By default, the tungsten user needs to be given SUPER privileges within MySQL so that the user can apply, create and access all the tables and data within the MySQL database. In some situations, this level of access is not available within the MySQL environment, for example, when using a server that is heavily secured, or managed cloud instance such as Amazon Aurora.

For this situation, Tungsten can be configured to use an 'unprivileged' user configuration.
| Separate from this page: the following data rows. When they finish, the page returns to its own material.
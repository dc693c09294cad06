//! Domain entities for the Enterprises domain
//!
//! Client companies managed by agent staff, the billing addresses that carry
//! their contracts, and the job information (listings) published under each
//! billing address together with its detail rows.

use chrono::{DateTime, NaiveDate, Utc};
use serde::{Deserialize, Serialize};
use uuid::Uuid;
use validator::ValidateUrl;

use talentlink_common::{now_utc, Error, Result};

/// Maximum company name length (varchar(200))
const MAX_COMPANY_NAME_LENGTH: usize = 200;

/// Maximum job information title length (varchar(200))
const MAX_TITLE_LENGTH: usize = 200;

/// Contract status between the agent and the billed company
#[derive(Debug, Clone, Copy, PartialEq, Eq, Hash, Serialize, Deserialize, sqlx::Type, Default)]
#[repr(i16)]
#[serde(rename_all = "lowercase")]
pub enum ContractPhase {
    #[default]
    Negotiating = 0,
    Contracted = 1,
    Terminated = 2,
}

/// Whether a listing is accepting candidates
#[derive(Debug, Clone, Copy, PartialEq, Eq, Hash, Serialize, Deserialize, sqlx::Type, Default)]
#[repr(i16)]
#[serde(rename_all = "lowercase")]
pub enum RecruitmentState {
    #[default]
    Open = 0,
    Paused = 1,
    Closed = 2,
}

talentlink_store::small_int_code!(ContractPhase, RecruitmentState);

fn require_length(field: &str, value: &str, max: usize) -> Result<()> {
    if value.trim().is_empty() {
        return Err(Error::Validation(format!("{field} is required")));
    }
    if value.chars().count() > max {
        return Err(Error::Validation(format!(
            "{field} must be at most {max} characters"
        )));
    }
    Ok(())
}

/// Client company managed by one staff member
#[derive(Debug, Clone, PartialEq, Serialize, Deserialize, sqlx::FromRow)]
pub struct EnterpriseProfile {
    pub id: i64,
    pub uuid: Uuid,
    pub agent_staff_id: i64,
    pub company_name: String,
    pub corporate_site_url: String,
    pub representative: String,
    pub establishment: String,
    pub post_code: String,
    pub office_location: String,
    pub employee_number: Option<i32>,
    pub capital: String,
    pub is_listed: bool,
    pub created_at: DateTime<Utc>,
    pub updated_at: DateTime<Utc>,
}

impl EnterpriseProfile {
    /// Create a new enterprise profile; the remaining columns start empty
    pub fn new(agent_staff_id: i64, company_name: String) -> Result<Self> {
        require_length("Company name", &company_name, MAX_COMPANY_NAME_LENGTH)?;

        let now = now_utc();
        Ok(EnterpriseProfile {
            id: 0,
            uuid: Uuid::nil(),
            agent_staff_id,
            company_name,
            corporate_site_url: String::new(),
            representative: String::new(),
            establishment: String::new(),
            post_code: String::new(),
            office_location: String::new(),
            employee_number: None,
            capital: String::new(),
            is_listed: false,
            created_at: now,
            updated_at: now,
        })
    }

    /// Set the corporate site, which must be a valid URL when present
    pub fn with_corporate_site_url(mut self, url: String) -> Result<Self> {
        if !url.is_empty() && !url.validate_url() {
            return Err(Error::Validation("Invalid corporate site URL".to_string()));
        }
        self.corporate_site_url = url;
        Ok(self)
    }
}

/// Billing address and contract terms of an enterprise
#[derive(Debug, Clone, PartialEq, Serialize, Deserialize, sqlx::FromRow)]
pub struct BillingAddress {
    pub id: i64,
    pub uuid: Uuid,
    pub enterprise_id: i64,
    pub agent_staff_id: i64,
    pub contract_phase: ContractPhase,
    pub contract_date: Option<NaiveDate>,
    pub payment_policy: String,
    pub company_name: String,
    pub address: String,
    pub how_to_recommend: String,
    pub title: String,
    pub created_at: DateTime<Utc>,
    pub updated_at: DateTime<Utc>,
}

impl BillingAddress {
    pub fn new(
        enterprise_id: i64,
        agent_staff_id: i64,
        company_name: String,
        address: String,
    ) -> Result<Self> {
        require_length("Company name", &company_name, MAX_COMPANY_NAME_LENGTH)?;

        let now = now_utc();
        Ok(BillingAddress {
            id: 0,
            uuid: Uuid::nil(),
            enterprise_id,
            agent_staff_id,
            contract_phase: ContractPhase::default(),
            contract_date: None,
            payment_policy: String::new(),
            company_name,
            address,
            how_to_recommend: String::new(),
            title: String::new(),
            created_at: now,
            updated_at: now,
        })
    }
}

/// Job listing published under a billing address
#[derive(Debug, Clone, PartialEq, Serialize, Deserialize, sqlx::FromRow)]
pub struct JobInformation {
    pub id: i64,
    pub uuid: Uuid,
    pub billing_address_id: i64,
    pub title: String,
    pub recruitment_state: RecruitmentState,
    pub expire_at: Option<NaiveDate>,
    pub work_details: String,
    pub number_of_hires: String,
    pub annual_income_min: Option<i32>,
    pub annual_income_max: Option<i32>,
    pub created_at: DateTime<Utc>,
    pub updated_at: DateTime<Utc>,
}

impl JobInformation {
    pub fn new(billing_address_id: i64, title: String) -> Result<Self> {
        require_length("Title", &title, MAX_TITLE_LENGTH)?;

        let now = now_utc();
        Ok(JobInformation {
            id: 0,
            uuid: Uuid::nil(),
            billing_address_id,
            title,
            recruitment_state: RecruitmentState::default(),
            expire_at: None,
            work_details: String::new(),
            number_of_hires: String::new(),
            annual_income_min: None,
            annual_income_max: None,
            created_at: now,
            updated_at: now,
        })
    }

    /// Set the annual income range; the minimum may not exceed the maximum
    pub fn with_annual_income(mut self, min: Option<i32>, max: Option<i32>) -> Result<Self> {
        if let (Some(min), Some(max)) = (min, max) {
            if min > max {
                return Err(Error::Validation(
                    "Annual income minimum exceeds maximum".to_string(),
                ));
            }
        }
        self.annual_income_min = min;
        self.annual_income_max = max;
        Ok(self)
    }
}

/// Prefecture where the job is located
#[derive(Debug, Clone, PartialEq, Serialize, Deserialize, sqlx::FromRow)]
pub struct JobInformationPrefecture {
    pub id: i64,
    pub job_information_id: i64,
    pub prefecture: i16,
    pub created_at: DateTime<Utc>,
    pub updated_at: DateTime<Utc>,
}

impl JobInformationPrefecture {
    pub fn new(job_information_id: i64, prefecture: i16) -> Self {
        let now = now_utc();
        JobInformationPrefecture {
            id: 0,
            job_information_id,
            prefecture,
            created_at: now,
            updated_at: now,
        }
    }
}

/// Language skill a listing requires
#[derive(Debug, Clone, PartialEq, Serialize, Deserialize, sqlx::FromRow)]
pub struct JobInformationRequiredLanguage {
    pub id: i64,
    pub job_information_id: i64,
    pub language_type: i16,
    pub language_level: i16,
    pub created_at: DateTime<Utc>,
    pub updated_at: DateTime<Utc>,
}

impl JobInformationRequiredLanguage {
    pub fn new(job_information_id: i64, language_type: i16, language_level: i16) -> Self {
        let now = now_utc();
        JobInformationRequiredLanguage {
            id: 0,
            job_information_id,
            language_type,
            language_level,
            created_at: now,
            updated_at: now,
        }
    }
}

/// PC tool a listing requires
#[derive(Debug, Clone, PartialEq, Serialize, Deserialize, sqlx::FromRow)]
pub struct JobInformationRequiredPcTool {
    pub id: i64,
    pub job_information_id: i64,
    pub tool: i16,
    pub created_at: DateTime<Utc>,
    pub updated_at: DateTime<Utc>,
}

impl JobInformationRequiredPcTool {
    pub fn new(job_information_id: i64, tool: i16) -> Self {
        let now = now_utc();
        JobInformationRequiredPcTool {
            id: 0,
            job_information_id,
            tool,
            created_at: now,
            updated_at: now,
        }
    }
}

/// Listing the owning agent keeps out of an allied agent's view
#[derive(Debug, Clone, PartialEq, Serialize, Deserialize, sqlx::FromRow)]
pub struct JobInformationHideToAgent {
    pub id: i64,
    pub job_information_id: i64,
    pub agent_id: i64,
    pub created_at: DateTime<Utc>,
    pub updated_at: DateTime<Utc>,
}

impl JobInformationHideToAgent {
    pub fn new(job_information_id: i64, agent_id: i64) -> Self {
        let now = now_utc();
        JobInformationHideToAgent {
            id: 0,
            job_information_id,
            agent_id,
            created_at: now,
            updated_at: now,
        }
    }
}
This configuration does not require the SUPER privilege, but instead needs explicit privileges on the schema created by Tungsten Replicator, and on the schemas that it will update when applying events.

The capability can be enabled by using the following two options and behaviors:

  • privileged-master=false

    When privileged_master is disabled:

    • A Primary replicator will not attempt to suppress binlog writes during operations.

    • A Primary replicator will not issue a FLUSH LOGS command when the replicator starts.

    • The current replicator position is not updated within the trep_commit_seqno table.

    The tungsten user that connects to the database must be configured to work with the MySQL service using the following grants:

    mysql> GRANT ALL ON tungsten_alpha.* to tungsten@'%' IDENTIFIED BY 'secret';
    mysql> GRANT SELECT ON *.* TO tungsten@'%' IDENTIFIED BY 'secret';
    mysql> GRANT REPLICATION SLAVE ON *.* TO tungsten@'%' IDENTIFIED BY 'secret';
    mysql> REVOKE SUPER ON *.* FROM tungsten@'%';

  • privileged-slave=false>

    When privileged_slave is disabled:

    • The current replicator position is not updated within the trep_commit_seqno table.

    • The replicator will not attempt to suppress binlog writes during relay operations.

    mysql> GRANT ALL ON tungsten_batch.* to tungsten@'%' IDENTIFIED BY 'secret';
    mysql> GRANT SELECT,INSERT,UPDATE ON *.* TO tungsten@'%' IDENTIFIED BY 'secret';
    mysql> GRANT REPLICATION SLAVE ON *.* TO tungsten@'%' IDENTIFIED BY 'secret';
    mysql> REVOKE SUPER ON *.* FROM tungsten@'%';

    Optionally, INSERT and UPDATE privileges can be explicitly added to the user permissions for the tables/databases that will be updated during replication.